Still, Owens’ statement stands in contrast to current Colorado Republican leaders who are still refusing to acknowledge Biden as president-elect, some even pointing without evidence to possible fraud.
“I am not in Pennsylvania, and have not been, or in Michigan or some of the other states that are involved in this,” U.S. Rep. Ken Buck (R-CO) said Friday on conservative radio. “So I am not in a position to say there was fraud or there wasn’t fraud. I shouldn’t say that. There is always fraud. Whether there it’s a level of fraud that overturns an election is a different question.”
Buck is confident that in the end Trump will “do the right thing.”
Lame-duck Sen. Cory Gardner (R-CO), who campaigned on his supposed bipartisan approach to politics, remains silent, refusing to acknowledge Biden’s victory. Conservative pundit David Brooks called him out by name on PBS last Friday as just one of the numerous GOP senators who won’t break from Trump.
“Cory Gardner, the guy who just got defeated in a Senate race, who has nothing left to lose politically. Even he’s still silent,” said Brooks.
Owens comment drew mostly praise on Facebook.
Sage Naumann, spokesman for the Colorado Senate Republicans, wrote, “The statesman speaks. We’d be wise to listen.”
“It’s time for our country to move forward for the sake of our Republic and the democratic values we hold dear,” Naumann told the Colorado Times Recorder when asked to explain further. “I respect gove Owens a great deal and I think it would be wise for Colorado Republicans to take them seriously and take them to heart.” Naumann acknowledged Biden’s win weeks ago on Twitter.
Another commenter was Republican CU Regent Sue Sharkey, who responded to Owens with, “Thank you.”
“Our country has a lot of healing to do I hope as we move to the holiday season and new year that our country begins the healing process and looks for ways to become united,” Sharkey told the Colorado Times Recorder. “It’s to seek that path of unity.”
On Thursday, former Colorado Christian University faculty member, Jenna Ellis, who’s now a Trump lawyer, claimed with no evidence that the presidential election was rigged against Trump and that shenanigans with Dominion Voting machines in Colorado may have “swung” Colorado races.

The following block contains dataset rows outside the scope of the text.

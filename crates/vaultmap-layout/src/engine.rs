//! Force-directed layout
//!
//! Repulsion between every pair falls off with the squared distance;
//! attraction along edges grows with `ln(d / k)` and is scaled by weight.
//! Each node moves by its net force times the temperature, clamped to the
//! temperature, and the temperature decays geometrically after every pass.
//! The iteration count is fixed.
//!
//! Forces on node `i` are always summed over `j` in ascending index order, so
//! the sequential, parallel and grid-binned paths produce identical bits.

use std::collections::BTreeMap;

use rand::rngs::StdRng;
use rand::{Rng, SeedableRng};
use rayon::prelude::*;
use tokio_util::sync::CancellationToken;
use vaultmap_core::{Graph, LayoutConfig, LayoutWarning, NodeId, Position, Result, VaultError};

use crate::grid::SpatialGrid;

/// Positions keyed by node id, plus any non-fatal warnings.
#[derive(Debug, Clone, PartialEq)]
pub struct LayoutOutcome {
    pub positions: BTreeMap<NodeId, Position>,
    pub warnings: Vec<LayoutWarning>,
    pub iterations: usize,
}

/// Graph reduced to dense indices in node id order.
#[derive(Debug, Clone, Default)]
pub struct LayoutInput {
    pub ids: Vec<NodeId>,
    /// Undirected neighbour lists with edge weight, built from directed edges.
    pub adjacency: Vec<Vec<(usize, f64)>>,
}

impl LayoutInput {
    pub fn from_graph(graph: &Graph) -> Self {
        let mut ids: Vec<NodeId> = graph.all_nodes().map(|n| n.id.clone()).collect();
        ids.sort();
        let index: BTreeMap<&NodeId, usize> = ids.iter().enumerate().map(|(i, id)| (id, i)).collect();

        let mut edges: Vec<(usize, usize, f64)> = graph
            .all_edges()
            .filter_map(|e| Some((*index.get(&e.source_id)?, *index.get(&e.target_id)?, e.weight)))
            .collect();
        edges.sort_by(|a, b| (a.0, a.1).cmp(&(b.0, b.1)).then(a.2.total_cmp(&b.2)));

        Self::from_edges(ids, &edges)
    }

    pub fn from_edges(ids: Vec<NodeId>, edges: &[(usize, usize, f64)]) -> Self {
        let mut adjacency = vec![Vec::new(); ids.len()];
        for &(s, t, w) in edges {
            if s != t && s < ids.len() && t < ids.len() {
                adjacency[s].push((t, w));
                adjacency[t].push((s, w));
            }
        }
        Self { ids, adjacency }
    }

    pub fn len(&self) -> usize {
        self.ids.len()
    }

    pub fn is_empty(&self) -> bool {
        self.ids.is_empty()
    }
}

pub struct LayoutEngine {
    config: LayoutConfig,
}

impl LayoutEngine {
    pub fn new(config: LayoutConfig) -> Self {
        Self { config }
    }

    pub fn config(&self) -> &LayoutConfig {
        &self.config
    }

    pub fn run(&self, graph: &Graph, cancel: &CancellationToken, on_iteration: impl FnMut(usize)) -> Result<LayoutOutcome> {
        self.run_input(&LayoutInput::from_graph(graph), cancel, on_iteration)
    }

    pub fn run_input(
        &self,
        input: &LayoutInput,
        cancel: &CancellationToken,
        mut on_iteration: impl FnMut(usize),
    ) -> Result<LayoutOutcome> {
        let cfg = &self.config;
        if cfg.grid_binning && cfg.repulsion_cutoff.is_none() {
            return Err(VaultError::Layout("grid binning requires a repulsion cutoff".to_string()));
        }

        let n = input.len();
        let mut positions = self.initial_positions(n);
        let mut warnings = Vec::new();
        let mut temperature = cfg.initial_temperature;
        let mut completed = 0;

        if n > 1 {
            let mut forces = vec![(0.0, 0.0); n];
            for iteration in 0..cfg.iterations {
                if cancel.is_cancelled() {
                    return Err(VaultError::Canceled);
                }

                self.compute_forces(input, &positions, &mut forces);
                for (p, &(fx, fy)) in positions.iter_mut().zip(&forces) {
                    let (mut dx, mut dy) = (fx * temperature, fy * temperature);
                    let len = (dx * dx + dy * dy).sqrt();
                    if len > temperature {
                        dx *= temperature / len;
                        dy *= temperature / len;
                    }
                    p.x += dx;
                    p.y += dy;
                }

                let diverged = positions.iter().filter(|p| !p.is_finite()).count();
                if diverged > 0 {
                    tracing::warn!(iteration, nodes = diverged, "layout diverged; using seeded placement");
                    warnings.push(LayoutWarning::Diverged { iteration, nodes: diverged });
                    positions = self.initial_positions(n);
                    break;
                }

                temperature *= cfg.cooling_rate;
                completed = iteration + 1;
                on_iteration(completed);
            }
            recenter(&mut positions);
        }

        Ok(LayoutOutcome {
            positions: input.ids.iter().cloned().zip(positions).collect(),
            warnings,
            iterations: completed,
        })
    }

    /// Seeded scatter over a square whose side grows with `sqrt(n)`, assigned
    /// in node id order. A single node sits at the origin.
    pub fn initial_positions(&self, n: usize) -> Vec<Position> {
        if n <= 1 {
            return vec![Position::default(); n];
        }
        let half = self.config.optimal_distance * (n as f64).sqrt() / 2.0;
        let mut rng = StdRng::seed_from_u64(self.config.seed);
        (0..n)
            .map(|_| Position::new(rng.gen_range(-half..half), rng.gen_range(-half..half)))
            .collect()
    }

    fn compute_forces(&self, input: &LayoutInput, positions: &[Position], forces: &mut [(f64, f64)]) {
        let n = positions.len();
        let parallel = n >= self.config.parallel_threshold;
        let cutoff = self.config.repulsion_cutoff;

        if let (true, Some(cutoff)) = (self.config.grid_binning, cutoff) {
            let grid = SpatialGrid::build(positions, cutoff);
            let force = |i: usize, scratch: &mut Vec<usize>| {
                grid.candidates(&positions[i], scratch);
                self.force_on(i, input, positions, scratch.iter().copied())
            };
            if parallel {
                forces
                    .par_iter_mut()
                    .enumerate()
                    .for_each_init(Vec::new, |scratch, (i, f)| *f = force(i, scratch));
            } else {
                let mut scratch = Vec::new();
                for (i, f) in forces.iter_mut().enumerate() {
                    *f = force(i, &mut scratch);
                }
            }
            return;
        }

        if parallel {
            forces
                .par_iter_mut()
                .enumerate()
                .for_each(|(i, f)| *f = self.force_on(i, input, positions, 0..n));
        } else {
            for (i, f) in forces.iter_mut().enumerate() {
                *f = self.force_on(i, input, positions, 0..n);
            }
        }
    }

    /// Net force on node `i`. `others` must be ascending and contain every
    /// node within the repulsion cutoff.
    fn force_on(
        &self,
        i: usize,
        input: &LayoutInput,
        positions: &[Position],
        others: impl Iterator<Item = usize>,
    ) -> (f64, f64) {
        let k = self.config.optimal_distance;
        let min_d = self.config.min_distance;
        let p = positions[i];
        let (mut fx, mut fy) = (0.0, 0.0);

        for j in others {
            if j == i {
                continue;
            }
            let q = positions[j];
            let (dx, dy) = (p.x - q.x, p.y - q.y);
            let d = (dx * dx + dy * dy).sqrt();
            if self.config.repulsion_cutoff.is_some_and(|c| d > c) {
                continue;
            }
            let (ux, uy) = if d > 0.0 { (dx / d, dy / d) } else { separation_direction(i, j) };
            let clamped = d.max(min_d);
            let magnitude = (k / clamped) * (k / clamped);
            fx += ux * magnitude;
            fy += uy * magnitude;
        }

        for &(j, weight) in &input.adjacency[i] {
            let q = positions[j];
            let (dx, dy) = (q.x - p.x, q.y - p.y);
            let d = (dx * dx + dy * dy).sqrt();
            if d <= 0.0 {
                continue;
            }
            let magnitude = weight * (d.max(min_d) / k).ln();
            fx += dx / d * magnitude;
            fy += dy / d * magnitude;
        }

        (fx, fy)
    }
}

/// Unit vector pushing `i` away from a coincident `j`; opposite for `(j, i)`.
fn separation_direction(i: usize, j: usize) -> (f64, f64) {
    const GOLDEN_ANGLE: f64 = 2.399_963_229_728_653;
    let (lo, hi) = if i < j { (i, j) } else { (j, i) };
    let angle = (lo as f64 * 31.0 + hi as f64) * GOLDEN_ANGLE;
    let (s, c) = angle.sin_cos();
    if i < j { (c, s) } else { (-c, -s) }
}

fn recenter(positions: &mut [Position]) {
    if positions.is_empty() {
        return;
    }
    let n = positions.len() as f64;
    let cx = positions.iter().map(|p| p.x).sum::<f64>() / n;
    let cy = positions.iter().map(|p| p.y).sum::<f64>() / n;
    for p in positions.iter_mut() {
        p.x -= cx;
        p.y -= cy;
    }
}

On Facebook, Owens pointed out that he was elected governor in 2018 by a tight margin.
“In 1998 I was the first Republican to be elected Governor of the State of Colorado in 24 years (and regrettably, after my second term, the last), wrote Owens on Facebook. “I won that 1998 race by 8,297 votes out of 1.3 million cast. On Election Night I had two speeches prepared—one, in my right shirt pocket (of course) to read in case of a victory and the other—in my left pocket—in case of defeat. It turned out I had the good fortune to give the former but I was fully prepared—had the voters so decided—to give the latter.”

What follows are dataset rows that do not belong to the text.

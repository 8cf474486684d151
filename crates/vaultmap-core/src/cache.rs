//! Result cache: the current graph + layout snapshot and a bounded history
//!
//! The current snapshot is a single `Arc` held in a `watch` channel. Swapping
//! it is one `send_replace`; readers clone the `Arc` and keep an immutable
//! handle for as long as they like. Snapshots are never mutated once cached.

use std::collections::VecDeque;
use std::sync::atomic::{AtomicU64, Ordering};
use std::sync::{Arc, Mutex, PoisonError};
use std::time::Instant;

use chrono::{DateTime, Utc};
use serde::Serialize;
use tokio::sync::watch;

use crate::config::{CacheConfig, LayoutConfig};
use crate::diagnostics::Diagnostics;
use crate::fingerprint::Fingerprint;
use crate::graph::{Graph, GraphView};
use crate::model::{Edge, LayoutSnapshot, Node, RunId};

/// An immutable graph + layout produced by a completed run.
#[derive(Debug)]
pub struct Snapshot {
    pub run_id: RunId,
    pub fingerprint: Fingerprint,
    /// Layout parameters the positions were computed with.
    pub layout_params: LayoutConfig,
    pub graph: Graph,
    pub layout: LayoutSnapshot,
    pub diagnostics: Diagnostics,
    pub created_at: DateTime<Utc>,
    approx_bytes: u64,
}

/// A node together with its incident edges.
#[derive(Debug, Clone, PartialEq, Serialize)]
pub struct NodeDetail {
    pub node: Node,
    pub outgoing: Vec<Edge>,
    pub incoming: Vec<Edge>,
}

impl Snapshot {
    pub fn new(
        fingerprint: Fingerprint,
        layout_params: LayoutConfig,
        graph: Graph,
        layout: LayoutSnapshot,
        diagnostics: Diagnostics,
    ) -> Self {
        let approx_bytes = estimate_bytes(&graph, &layout);
        Snapshot {
            run_id: layout.parse_run_id,
            created_at: layout.created_at,
            fingerprint,
            layout_params,
            graph,
            layout,
            diagnostics,
            approx_bytes,
        }
    }

    /// Approximate in-memory size, used for the cache's byte budget.
    pub fn approx_bytes(&self) -> u64 {
        self.approx_bytes
    }

    pub fn node(&self, id: &str) -> Option<NodeDetail> {
        let node = self.graph.node(id)?.clone();
        Some(NodeDetail {
            node,
            outgoing: self.graph.edges_from(id).cloned().collect(),
            incoming: self.graph.edges_to(id).cloned().collect(),
        })
    }

    pub fn view(&self) -> GraphView {
        self.graph.view()
    }

    /// Whether positions from this snapshot can stand in for a new layout.
    pub fn reusable_for(&self, fingerprint: &Fingerprint, layout_params: &LayoutConfig) -> bool {
        &self.fingerprint == fingerprint && &self.layout_params == layout_params
    }
}

fn estimate_bytes(graph: &Graph, layout: &LayoutSnapshot) -> u64 {
    let nodes: u64 = graph
        .all_nodes()
        .map(|n| bincode::serialized_size(n).unwrap_or(0))
        .sum();
    let edges: u64 = graph
        .all_edges()
        .map(|e| bincode::serialized_size(e).unwrap_or(0))
        .sum();
    let positions = bincode::serialized_size(&layout.positions).unwrap_or(0);
    nodes + edges + positions
}

/// Counters exposed for status pages and logs.
#[derive(Debug, Clone, Default, PartialEq, Serialize)]
pub struct CacheStats {
    pub current_run: Option<RunId>,
    pub history_len: usize,
    pub total_bytes: u64,
    pub hits: u64,
    pub misses: u64,
    pub evictions: u64,
}

struct HistoryEntry {
    cached_at: Instant,
    snapshot: Arc<Snapshot>,
}

/// Holds the current snapshot plus a bounded, TTL- and byte-limited history.
pub struct ResultCache {
    current: watch::Sender<Option<Arc<Snapshot>>>,
    history: Mutex<VecDeque<HistoryEntry>>,
    config: CacheConfig,
    hits: AtomicU64,
    misses: AtomicU64,
    evictions: AtomicU64,
}

impl std::fmt::Debug for ResultCache {
    fn fmt(&self, f: &mut std::fmt::Formatter<'_>) -> std::fmt::Result {
        f.debug_struct("ResultCache")
            .field("stats", &self.stats())
            .finish()
    }
}

impl ResultCache {
    pub fn new(config: CacheConfig) -> Self {
        let (current, _) = watch::channel(None);
        ResultCache {
            current,
            history: Mutex::new(VecDeque::new()),
            config,
            hits: AtomicU64::new(0),
            misses: AtomicU64::new(0),
            evictions: AtomicU64::new(0),
        }
    }

    /// The snapshot being served, captured at call time.
    pub fn current(&self) -> Option<Arc<Snapshot>> {
        self.current.borrow().clone()
    }

    /// Receive every swap of the current snapshot.
    pub fn subscribe(&self) -> watch::Receiver<Option<Arc<Snapshot>>> {
        self.current.subscribe()
    }

    /// Find a snapshot whose positions can be reused for this vault state.
    pub fn lookup(&self, fingerprint: &Fingerprint, layout_params: &LayoutConfig) -> Option<Arc<Snapshot>> {
        let found = self
            .current()
            .filter(|s| s.reusable_for(fingerprint, layout_params))
            .or_else(|| {
                let ttl = self.config.ttl();
                self.history()
                    .iter()
                    .filter(|entry| entry.cached_at.elapsed() < ttl)
                    .map(|entry| &entry.snapshot)
                    .find(|s| s.reusable_for(fingerprint, layout_params))
                    .cloned()
            });
        let counter = if found.is_some() { &self.hits } else { &self.misses };
        counter.fetch_add(1, Ordering::Relaxed);
        found
    }

    /// Make `snapshot` current. The previous one moves into history.
    pub fn replace(&self, snapshot: Snapshot) -> Arc<Snapshot> {
        let snapshot = Arc::new(snapshot);
        let previous = self.current.send_replace(Some(Arc::clone(&snapshot)));
        if let Some(previous) = previous {
            self.history().push_front(HistoryEntry {
                cached_at: Instant::now(),
                snapshot: previous,
            });
        }
        let evicted = self.evict();
        tracing::debug!(
            run_id = %snapshot.run_id,
            bytes = snapshot.approx_bytes(),
            evicted,
            "Cache snapshot replaced"
        );
        snapshot
    }

    /// Seed the cache with a snapshot when nothing is current yet.
    pub fn seed(&self, snapshot: Snapshot) -> bool {
        let snapshot = Arc::new(snapshot);
        self.current.send_if_modified(|current| {
            if current.is_some() {
                return false;
            }
            *current = Some(snapshot);
            true
        })
    }

    /// Drop expired and over-budget history. The current snapshot is never
    /// evicted; handles already given out stay valid.
    pub fn evict(&self) -> usize {
        let ttl = self.config.ttl();
        let current_bytes = self.current().map(|s| s.approx_bytes()).unwrap_or(0);
        let mut history = self.history();
        let before = history.len();

        history.retain(|entry| entry.cached_at.elapsed() < ttl);
        history.truncate(self.config.history_limit);
        let mut total: u64 = current_bytes + history.iter().map(|e| e.snapshot.approx_bytes()).sum::<u64>();
        while total > self.config.max_bytes {
            match history.pop_back() {
                Some(entry) => total -= entry.snapshot.approx_bytes(),
                None => break,
            }
        }

        let evicted = before - history.len();
        self.evictions.fetch_add(evicted as u64, Ordering::Relaxed);
        evicted
    }

    pub fn stats(&self) -> CacheStats {
        let current = self.current();
        let history = self.history();
        CacheStats {
            current_run: current.as_ref().map(|s| s.run_id),
            history_len: history.len(),
            total_bytes: current.map(|s| s.approx_bytes()).unwrap_or(0)
                + history.iter().map(|e| e.snapshot.approx_bytes()).sum::<u64>(),
            hits: self.hits.load(Ordering::Relaxed),
            misses: self.misses.load(Ordering::Relaxed),
            evictions: self.evictions.load(Ordering::Relaxed),
        }
    }

    fn history(&self) -> std::sync::MutexGuard<'_, VecDeque<HistoryEntry>> {
        self.history.lock().unwrap_or_else(PoisonError::into_inner)
    }
}

impl Default for ResultCache {
    fn default() -> Self {
        Self::new(CacheConfig::default())
    }
}

#[cfg(test)]
mod tests {
    use super::*;
    use crate::test_utils::snapshot_with;

    fn fp(s: &str) -> Fingerprint {
        Fingerprint(s.to_string())
    }

    #[test]
    fn replace_swaps_and_keeps_old_handles_valid() {
        let cache = ResultCache::default();
        assert!(cache.current().is_none());

        let first = cache.replace(snapshot_with(fp("one"), &["a", "b"]));
        let held = cache.current().unwrap();
        let second = cache.replace(snapshot_with(fp("two"), &["c"]));

        assert_eq!(cache.current().unwrap().run_id, second.run_id);
        assert_eq!(held.run_id, first.run_id);
        assert_eq!(held.graph.node_count(), 2);
        assert_eq!(cache.stats().history_len, 1);
    }

    #[test]
    fn lookup_matches_fingerprint_and_layout_params() {
        let cache = ResultCache::default();
        cache.replace(snapshot_with(fp("one"), &["a"]));
        cache.replace(snapshot_with(fp("two"), &["b"]));

        let params = LayoutConfig::default();
        assert!(cache.lookup(&fp("two"), &params).is_some());
        assert!(cache.lookup(&fp("one"), &params).is_some());
        assert!(cache.lookup(&fp("three"), &params).is_none());

        let other = LayoutConfig {
            seed: 1234,
            ..LayoutConfig::default()
        };
        assert!(cache.lookup(&fp("two"), &other).is_none());

        let stats = cache.stats();
        assert_eq!(stats.hits, 2);
        assert_eq!(stats.misses, 2);
    }

    #[test]
    fn ttl_evicts_history_but_not_current() {
        let cache = ResultCache::new(CacheConfig {
            ttl_secs: 0,
            ..CacheConfig::default()
        });
        cache.replace(snapshot_with(fp("one"), &["a"]));
        cache.replace(snapshot_with(fp("two"), &["b"]));

        let stats = cache.stats();
        assert_eq!(stats.history_len, 0);
        assert_eq!(stats.evictions, 1);
        assert_eq!(cache.current().unwrap().fingerprint, fp("two"));
    }

    #[test]
    fn byte_budget_evicts_oldest_history_first() {
        let cache = ResultCache::new(CacheConfig {
            max_bytes: 1,
            history_limit: 10,
            ..CacheConfig::default()
        });
        for name in ["one", "two", "three"] {
            cache.replace(snapshot_with(fp(name), &["a", "b", "c"]));
        }
        assert_eq!(cache.stats().history_len, 0);
        assert_eq!(cache.current().unwrap().fingerprint, fp("three"));
    }

    #[test]
    fn history_is_bounded() {
        let cache = ResultCache::new(CacheConfig {
            history_limit: 2,
            ..CacheConfig::default()
        });
        for name in ["1", "2", "3", "4", "5"] {
            cache.replace(snapshot_with(fp(name), &["a"]));
        }
        assert_eq!(cache.stats().history_len, 2);
        assert!(cache.lookup(&fp("4"), &LayoutConfig::default()).is_some());
        assert!(cache.lookup(&fp("1"), &LayoutConfig::default()).is_none());
    }

    #[test]
    fn seed_only_fills_an_empty_cache() {
        let cache = ResultCache::default();
        assert!(cache.seed(snapshot_with(fp("disk"), &["a"])));
        assert!(!cache.seed(snapshot_with(fp("later"), &["b"])));
        assert_eq!(cache.current().unwrap().fingerprint, fp("disk"));
    }

    #[test]
    fn subscribers_see_swaps() {
        let cache = ResultCache::default();
        let mut rx = cache.subscribe();
        cache.replace(snapshot_with(fp("one"), &["a"]));
        assert!(rx.has_changed().unwrap());
        let seen = rx.borrow_and_update().clone().unwrap();
        assert_eq!(seen.fingerprint, fp("one"));
    }

    #[test]
    fn node_detail_includes_incident_edges() {
        let snapshot = snapshot_with(fp("one"), &["a", "b", "c"]);
        let detail = snapshot.node("b").unwrap();
        assert_eq!(detail.node.id.as_str(), "b");
        assert_eq!(detail.incoming.len(), 1);
        assert_eq!(detail.outgoing.len(), 1);
        assert!(snapshot.node("zzz").is_none());
        assert!(snapshot.approx_bytes() > 0);
    }
}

“For the good of the country and our democracy, President Trump needs to respect the will of the voters, accede to the wishes of the electorate, and help prepare the way for the 46th President of the United States, Joe Biden,” wrote Owens.

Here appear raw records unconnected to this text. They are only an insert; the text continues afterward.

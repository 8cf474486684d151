//! Link Extractor: markdown document → node attributes and raw references

use std::collections::{BTreeMap, BTreeSet};
use std::path::{Path, PathBuf};

use serde::Serialize;
use serde_json::Value;
use vaultmap_core::{DocumentParseError, EdgeType, NodeId, content_hash};

use crate::frontmatter::{Frontmatter, split_frontmatter};
use crate::hashtags::extract_hashtags;
use crate::links::{RawReference, extract_references};
use crate::markdown::prose_lines;

/// Frontmatter keys lifted into dedicated fields instead of `metadata`.
const RESERVED_KEYS: &[&str] = &["id", "title", "tags", "tag"];

/// Everything the pipeline needs from one document.
#[derive(Debug, Clone, PartialEq, Serialize)]
pub struct ParsedDocument {
    pub id: NodeId,
    /// Path relative to the vault root.
    pub path: PathBuf,
    pub title: String,
    pub tags: BTreeSet<String>,
    pub aliases: Vec<String>,
    pub metadata: BTreeMap<String, Value>,
    pub references: Vec<RawReference>,
    pub content_hash: String,
}

impl ParsedDocument {
    /// File name including extension, e.g. `~Hub.md`.
    pub fn file_name(&self) -> &str {
        self.path.file_name().and_then(|n| n.to_str()).unwrap_or_default()
    }

    /// File name without extension.
    pub fn stem(&self) -> &str {
        self.path.file_stem().and_then(|n| n.to_str()).unwrap_or_default()
    }

    /// Path with `/` separators.
    pub fn normalized_path(&self) -> String {
        self.path.to_string_lossy().replace('\\', "/")
    }

    pub fn links(&self) -> impl Iterator<Item = &RawReference> {
        self.references.iter().filter(|r| r.kind == EdgeType::Wikilink)
    }

    pub fn embeds(&self) -> impl Iterator<Item = &RawReference> {
        self.references.iter().filter(|r| r.kind == EdgeType::Embed)
    }
}

/// Extracts frontmatter, tags and references from markdown text.
#[derive(Debug, Clone)]
pub struct MarkdownExtractor {
    inline_hashtags: bool,
}

impl Default for MarkdownExtractor {
    fn default() -> Self {
        Self { inline_hashtags: true }
    }
}

impl MarkdownExtractor {
    pub fn new() -> Self {
        Self::default()
    }

    /// Whether `#tags` in the body are merged with frontmatter tags.
    pub fn with_inline_hashtags(mut self, enabled: bool) -> Self {
        self.inline_hashtags = enabled;
        self
    }

    /// Parse one document. Fails when there is no frontmatter or no usable
    /// `id`; the caller records the exclusion and moves on.
    pub fn extract(&self, path: &Path, text: &str) -> Result<ParsedDocument, DocumentParseError> {
        let (yaml, body) = split_frontmatter(text).ok_or(DocumentParseError::MissingFrontmatter)?;
        let frontmatter = Frontmatter::parse(yaml)?;
        let id = NodeId::new(frontmatter.id()?);

        let consumed = text.len() - body.len();
        let first_line = text[..consumed].matches('\n').count() as u32 + 1;

        let mut tags = frontmatter.tags();
        if self.inline_hashtags {
            tags.extend(extract_hashtags(body));
        }

        let title = frontmatter
            .string("title")
            .or_else(|| first_heading(body))
            .unwrap_or_else(|| {
                path.file_stem()
                    .map(|s| s.to_string_lossy().into_owned())
                    .unwrap_or_else(|| id.to_string())
            });

        let metadata = frontmatter
            .fields
            .iter()
            .filter(|(key, _)| !RESERVED_KEYS.contains(&key.as_str()))
            .map(|(key, value)| (key.clone(), value.clone()))
            .collect();

        Ok(ParsedDocument {
            id,
            path: path.to_path_buf(),
            title,
            tags,
            aliases: frontmatter.aliases(),
            metadata,
            references: extract_references(body, first_line),
            content_hash: content_hash(text),
        })
    }
}

/// Text of the first `# ` heading outside code.
fn first_heading(body: &str) -> Option<String> {
    prose_lines(body, 1).find_map(|(_, line)| {
        let rest = line.trim_start().strip_prefix("# ")?;
        let title = rest.trim().trim_end_matches('#').trim();
        (!title.is_empty()).then(|| title.to_string())
    })
}
//! Interface to the synchronization collaborator that owns the vault files

use std::collections::BTreeMap;
use std::path::{Path, PathBuf};
use std::sync::{PoisonError, RwLock};

use async_trait::async_trait;

use crate::error::{Result, VaultError};

/// One document as handed over by the vault source.
#[derive(Debug, Clone, PartialEq, Eq)]
pub struct SourceFile {
    /// Path relative to the vault root.
    pub path: PathBuf,
    pub content: String,
}

impl SourceFile {
    pub fn new(path: impl Into<PathBuf>, content: impl Into<String>) -> Self {
        SourceFile {
            path: path.into(),
            content: content.into(),
        }
    }
}

/// Changed file paths reported by the synchronization collaborator.
#[derive(Debug, Clone, PartialEq, Eq, Default)]
pub struct ChangeNotification {
    pub paths: Vec<PathBuf>,
}

impl ChangeNotification {
    pub fn new(paths: Vec<PathBuf>) -> Self {
        ChangeNotification { paths }
    }

    pub fn is_empty(&self) -> bool {
        self.paths.is_empty()
    }
}

/// "Give me the current file set."
#[async_trait]
pub trait VaultSource: Send + Sync {
    /// All documents, ordered by path.
    async fn current_file_set(&self) -> Result<Vec<SourceFile>>;
}

/// Vault held in memory. Useful for tests and embedding.
#[derive(Debug, Default)]
pub struct MemoryVaultSource {
    files: RwLock<BTreeMap<PathBuf, String>>,
    failure: RwLock<Option<String>>,
}

impl MemoryVaultSource {
    pub fn new() -> Self {
        Self::default()
    }

    pub fn with_files<P, C>(files: impl IntoIterator<Item = (P, C)>) -> Self
    where
        P: Into<PathBuf>,
        C: Into<String>,
    {
        let source = Self::new();
        for (path, content) in files {
            source.insert(path, content);
        }
        source
    }

    pub fn insert(&self, path: impl Into<PathBuf>, content: impl Into<String>) {
        self.files
            .write()
            .unwrap_or_else(PoisonError::into_inner)
            .insert(path.into(), content.into());
    }

    pub fn remove(&self, path: &Path) -> Option<String> {
        self.files
            .write()
            .unwrap_or_else(PoisonError::into_inner)
            .remove(path)
    }

    /// Make subsequent reads fail with an I/O error until cleared.
    pub fn set_failure(&self, message: Option<String>) {
        *self.failure.write().unwrap_or_else(PoisonError::into_inner) = message;
    }
}

#[async_trait]
impl VaultSource for MemoryVaultSource {
    async fn current_file_set(&self) -> Result<Vec<SourceFile>> {
        if let Some(message) = self.failure.read().unwrap_or_else(PoisonError::into_inner).clone() {
            return Err(VaultError::io("<memory>", std::io::Error::other(message)));
        }
        let files = self.files.read().unwrap_or_else(PoisonError::into_inner);
        Ok(files
            .iter()
            .map(|(path, content)| SourceFile::new(path.clone(), content.clone()))
            .collect())
    }
}

#[cfg(test)]
mod tests {
    use super::*;

    #[test]
    fn memory_source_orders_by_path() {
        let source = MemoryVaultSource::with_files([("b.md", "B"), ("a.md", "A")]);
        let files = tokio_test::block_on(source.current_file_set()).unwrap();
        let paths: Vec<_> = files.iter().map(|f| f.path.to_str().unwrap()).collect();
        assert_eq!(paths, ["a.md", "b.md"]);
    }

    #[test]
    fn memory_source_failure_is_io_error() {
        let source = MemoryVaultSource::with_files([("a.md", "A")]);
        source.set_failure(Some("disk gone".to_string()));
        let err = tokio_test::block_on(source.current_file_set()).unwrap_err();
        assert!(matches!(err, VaultError::Io { .. }));

        source.set_failure(None);
        assert_eq!(tokio_test::block_on(source.current_file_set()).unwrap().len(), 1);
    }
}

“And—no matter our own personal political views—we should, as Americans, do the same.”
In the big picture, most political observers believe Colorado Republicans will have to break with Trump himself and Trump-style extremism to win statewide offices again anytime soon in Colorado.
The GOP’s road back, some conservatives have said, begins with finding moderate leaders of the Republican Party.